2.2.1 Social Identity Theory

One of the most prominent intergroup theories informing us about group identity effects on human behaviour has been social identity theory (SIT). Social identity theory is defined by Clegg, Hardy and Nord (2003:89) as a cognitive theory which holds that individuals tend to classify themselves and others into social categories which have a significant effect on human interactions. According to Jackson, Stone and Alvarez (1993:53), one of the most important contributions of social identity theory to the field of diversity research is the notion that people within social groups differ in the relative importance that any particular social identity has in their self-concept hence, one of the implications of SIT is that group identity should ideally be operationalised for research as a continuous scale measure. Clegg, Hardy and Nord (2003:92) are of the opinion that, to the extent that identities with sub-groups take precedence over the common organisational identity, the ability of people to work together in teams composed of members from different group identities may be hampered by the consequences of group identification.

2.2.2 Embedded Intergroup Relations Theory

Alderfer and Smith (1982) have developed a theory of embedded intergroup relations specifically for organisations, which explicitly integrates identity group membership and group membership resulting from organisational categorisation.

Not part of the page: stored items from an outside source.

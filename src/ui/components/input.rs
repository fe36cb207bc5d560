use crossterm::event::{KeyCode, KeyEvent, KeyModifiers};
use ratatui::prelude::*;

/// Result of handling a key event in an input component
#[derive(Debug, Clone, PartialEq, Eq)]
pub enum InputResult {
  /// Key was handled, continue input mode
  Consumed,
  /// Enter pressed, here's the submitted value
  Submitted(String),
  /// Escape pressed, input cancelled
  Cancelled,
  /// Key not handled, pass to next handler
  NotHandled,
}

/// Single-line text input. The cursor counts characters, not bytes.
#[derive(Debug, Clone, Default)]
pub struct TextInput {
  buffer: String,
  cursor: usize,
}

impl TextInput {
  pub fn new() -> Self {
    Self::default()
  }

  /// Input pre-filled with `value`, cursor at the end
  pub fn with_value(value: &str) -> Self {
    let mut input = Self::new();
    input.set_value(value);
    input
  }

  pub fn value(&self) -> &str {
    &self.buffer
  }

  pub fn set_value(&mut self, value: &str) {
    self.buffer = value.to_string();
    self.cursor = self.len();
  }

  pub fn clear(&mut self) {
    self.buffer.clear();
    self.cursor = 0;
  }

  fn len(&self) -> usize {
    self.buffer.chars().count()
  }

  /// Byte offset of the character at `idx`
  fn byte_at(&self, idx: usize) -> usize {
    self
      .buffer
      .char_indices()
      .nth(idx)
      .map(|(i, _)| i)
      .unwrap_or(self.buffer.len())
  }

  /// Handle a key event, returning the result
  pub fn handle_key(&mut self, key: KeyEvent) -> InputResult {
    let ctrl = key.modifiers.contains(KeyModifiers::CONTROL);
    match key.code {
      KeyCode::Esc => InputResult::Cancelled,
      KeyCode::Enter => InputResult::Submitted(self.buffer.clone()),
      KeyCode::Backspace => {
        if self.cursor > 0 {
          self.cursor -= 1;
          let at = self.byte_at(self.cursor);
          self.buffer.remove(at);
        }
        InputResult::Consumed
      }
      KeyCode::Delete => {
        if self.cursor < self.len() {
          let at = self.byte_at(self.cursor);
          self.buffer.remove(at);
        }
        InputResult::Consumed
      }
      KeyCode::Left => {
        self.cursor = self.cursor.saturating_sub(1);
        InputResult::Consumed
      }
      KeyCode::Right => {
        self.cursor = (self.cursor + 1).min(self.len());
        InputResult::Consumed
      }
      KeyCode::Home => {
        self.cursor = 0;
        InputResult::Consumed
      }
      KeyCode::End => {
        self.cursor = self.len();
        InputResult::Consumed
      }
      KeyCode::Char('a') if ctrl => {
        self.cursor = 0;
        InputResult::Consumed
      }
      KeyCode::Char('e') if ctrl => {
        self.cursor = self.len();
        InputResult::Consumed
      }
      KeyCode::Char('u') if ctrl => {
        // Clear line before cursor
        let at = self.byte_at(self.cursor);
        self.buffer = self.buffer[at..].to_string();
        self.cursor = 0;
        InputResult::Consumed
      }
      KeyCode::Char('w') if ctrl => {
        // Delete word before cursor
        if self.cursor > 0 {
          let at = self.byte_at(self.cursor);
          let before = &self.buffer[..at];
          let start = before.trim_end().rfind(' ').map(|i| i + 1).unwrap_or(0);
          self.buffer = format!("{}{}", &self.buffer[..start], &self.buffer[at..]);
          self.cursor = self.buffer[..start].chars().count();
        }
        InputResult::Consumed
      }
      KeyCode::Char(_) if ctrl => InputResult::NotHandled,
      KeyCode::Char(c) => {
        let at = self.byte_at(self.cursor);
        self.buffer.insert(at, c);
        self.cursor += 1;
        InputResult::Consumed
      }
      _ => InputResult::NotHandled,
    }
  }

  /// Spans for the value with a visible cursor
  pub fn spans(&self, cursor_style: Style) -> Vec<Span<'_>> {
    let at = self.byte_at(self.cursor);
    let (before, rest) = self.buffer.split_at(at);
    let mut chars = rest.chars();
    let under = chars.next();
    let after = chars.as_str();

    vec![
      Span::raw(before),
      match under {
        Some(c) => Span::styled(c.to_string(), cursor_style.add_modifier(Modifier::REVERSED)),
        None => Span::styled("_", cursor_style),
      },
      Span::raw(after),
    ]
  }
}

#[cfg(test)]
mod tests {
  use super::*;

  fn key(code: KeyCode) -> KeyEvent {
    KeyEvent::new(code, KeyModifiers::NONE)
  }

  fn ctrl_key(code: KeyCode) -> KeyEvent {
    KeyEvent::new(code, KeyModifiers::CONTROL)
  }

  fn typed(text: &str) -> TextInput {
    let mut input = TextInput::new();
    for c in text.chars() {
      input.handle_key(key(KeyCode::Char(c)));
    }
    input
  }

  #[test]
  fn test_basic_input() {
    let input = typed("hi");
    assert_eq!(input.value(), "hi");
  }

  #[test]
  fn test_submit_and_cancel() {
    let mut input = typed("test");
    assert_eq!(
      input.handle_key(key(KeyCode::Enter)),
      InputResult::Submitted("test".to_string())
    );
    assert_eq!(input.handle_key(key(KeyCode::Esc)), InputResult::Cancelled);
  }

  #[test]
  fn test_cursor_movement() {
    let mut input = typed("ac");
    input.handle_key(key(KeyCode::Left));
    input.handle_key(key(KeyCode::Char('b')));
    assert_eq!(input.value(), "abc");
  }

  #[test]
  fn test_multibyte_editing() {
    let mut input = typed("Peña");
    input.handle_key(key(KeyCode::Left));
    input.handle_key(key(KeyCode::Backspace));
    assert_eq!(input.value(), "Pea");
    input.handle_key(key(KeyCode::Char('ñ')));
    assert_eq!(input.value(), "Peña");
  }

  #[test]
  fn test_ctrl_u_clear_before_cursor() {
    let mut input = typed("hello world");
    for _ in 0..5 {
      input.handle_key(key(KeyCode::Left));
    }
    input.handle_key(ctrl_key(KeyCode::Char('u')));
    assert_eq!(input.value(), "world");
  }

  #[test]
  fn test_ctrl_w_deletes_word() {
    let mut input = typed("Juan dela Cruz");
    input.handle_key(ctrl_key(KeyCode::Char('w')));
    assert_eq!(input.value(), "Juan dela ");
  }

  #[test]
  fn test_with_value_places_cursor_at_end() {
    let mut input = TextInput::with_value("BSC");
    input.handle_key(key(KeyCode::Char('S')));
    assert_eq!(input.value(), "BSCS");
  }
}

Their theory posits that identity groups and organisation groups are two types of groups which exist within organisations. Alderfer and Smith (1982:56) defines an identity group as a group whose members share some common biological characteristics such as sex, have participated in equivalent historical experiences, are currently subjected to similar social forces, and as a result have consonant world views. Alderfer and Smith (1982:60) further describes an organisational group as one in which members share common organisational positions, participate in equivalent work experiences, and as a consequence, have consonant worldviews. Certain organisational groups tend to be populated by members of particular identity groups, for example, positions in upper management in organisations in the United States tend to be concentrated with older white males (Martin 1992:136). According to embedded intergroup theory, individuals and organisations are constantly attempting to manage potential conflicts arising from the interface between identity groups and organisational group membership (Alderfer & Smith 1982:47).

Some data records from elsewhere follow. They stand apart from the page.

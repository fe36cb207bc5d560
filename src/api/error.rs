//! Error taxonomy for calls to the SSIS backend.

use reqwest::StatusCode;
use std::path::PathBuf;
use thiserror::Error;

use super::api_types::ApiErrorBody;

/// Error code the backend puts in `{ "code": ... }` for uniqueness violations
const CONFLICT_CODE: &str = "conflict";

/// Shown once a request is rejected for an expired or missing token
pub const SESSION_EXPIRED: &str = "Session expired. Restart ssis to sign in again.";

#[derive(Debug, Error)]
pub enum ApiError {
  #[error("network error: {0}")]
  Network(#[from] reqwest::Error),

  /// 401, with the backend's reason (e.g. bad credentials at login)
  #[error("{0}")]
  Unauthorized(String),

  #[error("not found: {0}")]
  NotFound(String),

  /// The record clashes with an existing one (duplicate key)
  #[error("conflict: {0}")]
  Conflict(String),

  #[error("request rejected ({status}): {message}")]
  Rejected { status: StatusCode, message: String },

  #[error("unexpected response: {0}")]
  Decode(String),

  #[error("could not read {}: {source}", .path.display())]
  Io {
    path: PathBuf,
    #[source]
    source: std::io::Error,
  },
}

impl ApiError {
  /// Classify a failed response by status and structured error body.
  ///
  /// Conflicts are recognised by HTTP 409 or `code: "conflict"`; the free
  /// text of the message is never inspected.
  pub fn from_response(status: StatusCode, body: &[u8]) -> Self {
    let parsed: Option<ApiErrorBody> = serde_json::from_slice(body).ok();
    let code = parsed.as_ref().and_then(|b| b.code.clone());
    let reason = parsed.and_then(|b| b.error.or(b.message));

    if status == StatusCode::UNAUTHORIZED {
      return ApiError::Unauthorized(
        reason.unwrap_or_else(|| "not signed in or session expired".to_string()),
      );
    }

    let message = reason.unwrap_or_else(|| {
      status
        .canonical_reason()
        .unwrap_or("request failed")
        .to_string()
    });
    if status == StatusCode::CONFLICT || code.as_deref() == Some(CONFLICT_CODE) {
      return ApiError::Conflict(message);
    }
    if status == StatusCode::NOT_FOUND {
      return ApiError::NotFound(message);
    }
    ApiError::Rejected { status, message }
  }

  pub fn is_unauthorized(&self) -> bool {
    matches!(self, ApiError::Unauthorized(_))
  }

  /// Text shown to the user. `conflict_message` replaces the backend's wording
  /// for duplicate records.
  pub fn user_message(&self, conflict_message: &str) -> String {
    match self {
      ApiError::Network(_) => "Network error. Please try again.".to_string(),
      ApiError::Unauthorized(_) => SESSION_EXPIRED.to_string(),
      ApiError::NotFound(message) => message.clone(),
      ApiError::Conflict(_) => conflict_message.to_string(),
      ApiError::Rejected { message, .. } => message.clone(),
      ApiError::Decode(_) => "Unexpected response from the server.".to_string(),
      ApiError::Io { .. } => self.to_string(),
    }
  }
}

#[cfg(test)]
mod tests {
  use super::*;

  #[test]
  fn test_conflict_from_status() {
    let err = ApiError::from_response(
      StatusCode::CONFLICT,
      br#"{"error": "duplicate key value violates unique constraint"}"#,
    );
    assert!(matches!(err, ApiError::Conflict(_)));
    assert_eq!(err.user_message("Student ID already exists."), "Student ID already exists.");
  }

  #[test]
  fn test_conflict_from_code() {
    let err = ApiError::from_response(
      StatusCode::BAD_REQUEST,
      br#"{"error": "Program code taken", "code": "conflict"}"#,
    );
    assert!(matches!(err, ApiError::Conflict(ref m) if m == "Program code taken"));
  }

  #[test]
  fn test_duplicate_wording_alone_is_not_a_conflict() {
    let err = ApiError::from_response(
      StatusCode::INTERNAL_SERVER_ERROR,
      br#"{"error": "duplicate key value"}"#,
    );
    match err {
      ApiError::Rejected { status, message } => {
        assert_eq!(status, StatusCode::INTERNAL_SERVER_ERROR);
        assert_eq!(message, "duplicate key value");
      }
      other => panic!("unexpected {other:?}"),
    }
  }

  #[test]
  fn test_unauthorized_and_not_found() {
    assert!(ApiError::from_response(StatusCode::UNAUTHORIZED, b"").is_unauthorized());
    let err = ApiError::from_response(StatusCode::NOT_FOUND, br#"{"error": "Student not found"}"#);
    assert_eq!(err.user_message(""), "Student not found");
  }

  #[test]
  fn test_unauthorized_keeps_backend_reason() {
    let err = ApiError::from_response(
      StatusCode::UNAUTHORIZED,
      br#"{"error": "Invalid username or password"}"#,
    );
    assert!(err.is_unauthorized());
    assert_eq!(err.to_string(), "Invalid username or password");
    assert_eq!(err.user_message(""), SESSION_EXPIRED);

    let bare = ApiError::from_response(StatusCode::UNAUTHORIZED, b"");
    assert_eq!(bare.to_string(), "not signed in or session expired");
  }

  #[test]
  fn test_unparseable_body_uses_reason_phrase() {
    let err = ApiError::from_response(StatusCode::BAD_GATEWAY, b"<html>oops</html>");
    assert_eq!(err.user_message(""), "Bad Gateway");
  }
}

The significance of embedded intergroup theory for understanding identity is its attention to the effects of diverse identities within a larger organisational context (Alderfer & Smith 1982:48). The identity of individuals in organisations is said to be determined not only by organisational categorisation but also by identity group membership (Alderfer & Smith 1982:53). Alderfer and Smith (1982:54) further state that embedded intergroup theory recognises that individuals do not leave their racial, gender, or ethnic identities at the door when they enter an organisation. Embedded intergroup theory also suggests that identity group categorisation will always be relevant in an organisational context.

2.2.3 Ethnology

Another part of the foundation of research on diversity is ethnology. Clegg, Hardy and Nord (2003:95) define ethnology as the branch of anthropology which deals with the social and cultural characteristics of different tribal groupings of people.

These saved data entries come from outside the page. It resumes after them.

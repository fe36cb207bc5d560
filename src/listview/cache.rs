//! Response cache keyed by derived query keys.

use chrono::{DateTime, Utc};
use serde::{de::DeserializeOwned, Deserialize, Serialize};
use sha2::{Digest, Sha256};
use std::sync::Arc;

use super::params::ListParams;
use super::storage::{CacheError, CacheStorage};

/// One page of rows as returned by the backend.
#[derive(Debug, Clone, PartialEq, Eq, Serialize, Deserialize)]
pub struct Page<R> {
  pub rows: Vec<R>,
  pub total_count: u64,
}

/// A cached page and when it was stored.
#[derive(Debug, Clone, Serialize, Deserialize)]
pub struct CacheEntry<R> {
  pub rows: Vec<R>,
  pub total_count: u64,
  pub cached_at: DateTime<Utc>,
}

impl<R> CacheEntry<R> {
  pub fn new(page: Page<R>) -> Self {
    Self {
      rows: page.rows,
      total_count: page.total_count,
      cached_at: Utc::now(),
    }
  }

  pub fn into_page(self) -> Page<R> {
    Page {
      rows: self.rows,
      total_count: self.total_count,
    }
  }
}

/// Derive the cache key for a list request: `<namespace>_<sha256 of params>`.
pub fn derive_key(namespace: &str, params: &ListParams) -> String {
  let mut hasher = Sha256::new();
  hasher.update(params.canonical().as_bytes());
  format!("{}_{}", namespace, hex::encode(hasher.finalize()))
}

/// Key for a namespace's list of codes (filter and form options).
pub fn codes_key(namespace: &str) -> String {
  format!("{}_codes", namespace)
}

/// Session-wide response cache.
///
/// Clones share the same storage, so every view created during a session
/// reads what earlier views stored. Lookups never touch the network.
#[derive(Clone)]
pub struct ResponseCache {
  storage: Arc<dyn CacheStorage>,
}

impl ResponseCache {
  pub fn new(storage: impl CacheStorage + 'static) -> Self {
    Self {
      storage: Arc::new(storage),
    }
  }

  pub fn get<R: DeserializeOwned>(&self, key: &str) -> Result<Option<CacheEntry<R>>, CacheError> {
    match self.storage.get(key)? {
      Some(bytes) => Ok(Some(serde_json::from_slice(&bytes)?)),
      None => Ok(None),
    }
  }

  pub fn put<R: Serialize>(&self, key: &str, entry: &CacheEntry<R>) -> Result<(), CacheError> {
    let bytes = serde_json::to_vec(entry)?;
    self.storage.put(key, &bytes)
  }

  /// Remove every entry whose key starts with `prefix` (e.g. "students_").
  pub fn invalidate_namespace(&self, prefix: &str) -> Result<usize, CacheError> {
    let removed = self.storage.remove_prefix(prefix)?;
    tracing::debug!(prefix, removed, "invalidated cache namespace");
    Ok(removed)
  }

  /// Drop everything, used when the session ends.
  pub fn clear(&self) -> Result<(), CacheError> {
    self.storage.clear()
  }
}

impl std::fmt::Debug for ResponseCache {
  fn fmt(&self, f: &mut std::fmt::Formatter<'_>) -> std::fmt::Result {
    f.debug_struct("ResponseCache").finish_non_exhaustive()
  }
}

#[cfg(test)]
mod tests {
  use super::*;
  use crate::listview::storage::MemoryStorage;

  fn params(page: u32) -> ListParams {
    ListParams {
      page,
      per_page: 10,
      ..Default::default()
    }
  }

  #[test]
  fn test_derive_key_is_deterministic_and_namespaced() {
    let a = derive_key("students", &params(1));
    assert_eq!(a, derive_key("students", &params(1)));
    assert_ne!(a, derive_key("students", &params(2)));
    assert!(a.starts_with("students_"));
    assert_ne!(a, derive_key("programs", &params(1)));
  }

  #[test]
  fn test_round_trip_through_storage() {
    let cache = ResponseCache::new(MemoryStorage::new());
    let entry = CacheEntry::new(Page {
      rows: vec!["a".to_string(), "b".to_string()],
      total_count: 2,
    });
    cache.put("students_x", &entry).unwrap();

    let got: CacheEntry<String> = cache.get("students_x").unwrap().unwrap();
    assert_eq!(got.rows, entry.rows);
    assert_eq!(got.total_count, 2);
  }

  #[test]
  fn test_invalidate_namespace_hides_prior_entries() {
    let cache = ResponseCache::new(MemoryStorage::new());
    let page = Page {
      rows: vec![1u32],
      total_count: 1,
    };
    let students = derive_key("students", &params(1));
    let programs = derive_key("programs", &params(1));
    cache.put(&students, &CacheEntry::new(page.clone())).unwrap();
    cache.put(&codes_key("students"), &CacheEntry::new(page.clone())).unwrap();
    cache.put(&programs, &CacheEntry::new(page)).unwrap();

    assert_eq!(cache.invalidate_namespace("students_").unwrap(), 2);
    assert!(cache.get::<u32>(&students).unwrap().is_none());
    assert!(cache.get::<u32>(&programs).unwrap().is_some());
  }

  #[test]
  fn test_clones_share_storage() {
    let cache = ResponseCache::new(MemoryStorage::new());
    let other = cache.clone();
    cache
      .put(
        "colleges_1",
        &CacheEntry::new(Page {
          rows: vec![true],
          total_count: 1,
        }),
      )
      .unwrap();
    assert!(other.get::<bool>("colleges_1").unwrap().is_some());
  }
}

Ethnology, therefore, represents work which identifies cultural similarities and differences between identity groups, as well as analysis of cultural phenomena such as cultural distance and culture clash (Davidson 1993:298). Davidson (1993:298) determines that specific cultural differences can become barriers to communication and understanding between people, making it probable for those already in the in-group to exclude newcomers without overtly rejecting them. This insight may be applicable to the often cited problem of unequal accessibility across identity groups to informal networks in organisations. Finally, Tsui, Egen and Xin (1995:60) maintain that because of the possibility of culture clash, ethnology theory suggests that mixing people of different group identities in one social system may lead to a variety of dysfunctional outcomes unless steps are taken to overcome this problem.